Amyloid Precursor Protein (APP) was first identified in 1987 as one of the most important biomarkers in the Alzheimer’s disease (AD) subject brain tissue. Besides being involved in AD cognitive deficits, there is an accumulating body of evidence supports that APP and APP-cleavage products participate in multiple pathological and physiological processes in brain, spinal cord and the peripheral nervous system. In this study, we are interested in the effect of APP and APP-cleavage products on spinal circuit based locomotion. While the cognitive deficits related to AD have being thoroughly studied, locomotion impairments observed in AD patients as well as in transgenic model animals are understudied. Locomotion deficits like loss of balance and slowness in stepping speed were previously thought to be caused by brain degeneration and only occurring late in the disease progression (3). However, there is evidence showing that motor deficits precede cognitive failure (4). Recent researches show that, spinal cord changes have been observed in early stage of AD. It is possible that AD pathology also happens locally in the spinal cord, contributing to AD-related motor deficits.
In this study, I aim to address two hypotheses:
1) APP and APP-cleavage products in spinal cord participate in locomotion regulation in an expression dependent manner;
2) APP and its cleavage products impair neuronal plasticity in spinal cord as they do in the brain.

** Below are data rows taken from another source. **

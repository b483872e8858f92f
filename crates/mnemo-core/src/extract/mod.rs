//! LLM-guided extraction
//!
//! The extractors turn accumulated raw messages into typed memory:
//! episode-boundary detection producing MemCells, semantic-memory and
//! event-log extraction over an emitted cell, and the incremental profile
//! update protocol.
//!
//! The LLM is a non-deterministic oracle: every parser here tolerates
//! malformed output, and every failure degrades to a safe state-machine
//! outcome rather than an error surfaced to callers.

mod eventlog;
mod memcell;
mod profile;
mod semantic;

pub use eventlog::EventLogExtractor;
pub use memcell::{ExtractOutcome, MemCellExtractor, MemCellExtractorConfig};
pub use profile::{
    create_id_mapping, EpisodeDigest, ProfileAction, ProfileItemKind, ProfileLifeExtractor,
    ProfileOperation,
};
pub use semantic::SemanticExtractor;

/// Extract the first JSON object or array embedded in LLM output.
///
/// Models wrap JSON in prose or code fences; this finds the outermost
/// balanced `{...}` or `[...]` block and hands it to serde.
pub(crate) fn parse_json_block<T: serde::de::DeserializeOwned>(text: &str) -> Option<T> {
    for (open, close) in [('{', '}'), ('[', ']')] {
        let Some(start) = text.find(open) else { continue };
        let mut depth = 0usize;
        let mut in_string = false;
        let mut escaped = false;
        for (offset, ch) in text[start..].char_indices() {
            if in_string {
                if escaped {
                    escaped = false;
                } else if ch == '\\' {
                    escaped = true;
                } else if ch == '"' {
                    in_string = false;
                }
                continue;
            }
            match ch {
                '"' => in_string = true,
                c if c == open => depth += 1,
                c if c == close => {
                    depth -= 1;
                    if depth == 0 {
                        let candidate = &text[start..start + offset + ch.len_utf8()];
                        if let Ok(parsed) = serde_json::from_str(candidate) {
                            return Some(parsed);
                        }
                        break;
                    }
                }
                _ => {}
            }
        }
    }
    None
}

// ============================================================================
// TESTS
// ============================================================================

#[cfg(test)]
mod tests {
    use super::*;
    use serde_json::Value;

    #[test]
    fn test_parse_json_block_plain() {
        let parsed: Value = parse_json_block(r#"{"a": 1}"#).unwrap();
        assert_eq!(parsed["a"], 1);
    }

    #[test]
    fn test_parse_json_block_in_prose_and_fences() {
        let text = "Sure! Here is the result:\n```json\n{\"boundary\": true, \"note\": \"a } in string\"}\n```\nDone.";
        let parsed: Value = parse_json_block(text).unwrap();
        assert_eq!(parsed["boundary"], true);
    }

    #[test]
    fn test_parse_json_block_array() {
        let text = "facts: [{\"content\": \"x\"}, {\"content\": \"y\"}]";
        let parsed: Vec<Value> = parse_json_block(text).unwrap();
        assert_eq!(parsed.len(), 2);
    }

    #[test]
    fn test_parse_json_block_garbage_is_none() {
        assert!(parse_json_block::<Value>("no json here").is_none());
        assert!(parse_json_block::<Value>("{truncated").is_none());
    }
}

To test these two questions, I investigated the locomotion and the spinal cord changes in human mutated amyloid precursor protein (hAPP) over-expressing model mice, PDGFβ-APPSw/Ind (J20). The locomotion of J20 mice was tested before and after complete spinal cord transection, and the spinal learning was also evaluated by an instrumental learning paradigm, paw withdrawal learning paradigm (PaWL). Changes in locomotion kinematics patterns and spinal learning have been detected in J20 mice when compared to their WT littermates. These alternations are correlated to the lumbar spinal hAβ expression level and down-regulating the spinal Aβ expression levels can restore locomotion function in both intact and spinal cord transected J20 mice.